Data:
────

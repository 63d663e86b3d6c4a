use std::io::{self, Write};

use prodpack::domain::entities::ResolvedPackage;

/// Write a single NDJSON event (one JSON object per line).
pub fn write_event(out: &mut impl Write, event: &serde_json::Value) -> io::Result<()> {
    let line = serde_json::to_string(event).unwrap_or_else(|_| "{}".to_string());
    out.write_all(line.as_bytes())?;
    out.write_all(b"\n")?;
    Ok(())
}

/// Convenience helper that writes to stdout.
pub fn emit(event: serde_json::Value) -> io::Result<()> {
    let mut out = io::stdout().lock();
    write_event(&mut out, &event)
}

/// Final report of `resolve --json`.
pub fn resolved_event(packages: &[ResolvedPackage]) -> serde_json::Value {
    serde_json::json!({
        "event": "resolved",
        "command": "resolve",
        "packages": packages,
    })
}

────

Assigned task: Please output the full listing, keeping every character the same.

Answer for the task:
repository 63d663e86b3d6c4a
use std::io::{self, Write};

use prodpack::domain::entities::ResolvedPackage;

/// Write a single NDJSON event (one JSON object per line).
pub fn write_event(out: &mut impl Write, event: &serde_json::Value) -> io::Result<()> {
    let line = serde_json::to_string(event).unwrap_or_else(|_| "{}".to_string());
    out.write_all(line.as_bytes())?;
    out.write_all(b"\n")?;
    Ok(())
}

/// Convenience helper that writes to stdout.
pub fn emit(event: serde_json::Value) -> io::Result<()> {
    let mut out = io::stdout().lock();
    write_event(&mut out, &event)
}

/// Final report of `resolve --json`.
pub fn resolved_event(packages: &[ResolvedPackage]) -> serde_json::Value {
    serde_json::json!({
        "event": "resolved",
        "command": "resolve",
        "packages": packages,
    })
}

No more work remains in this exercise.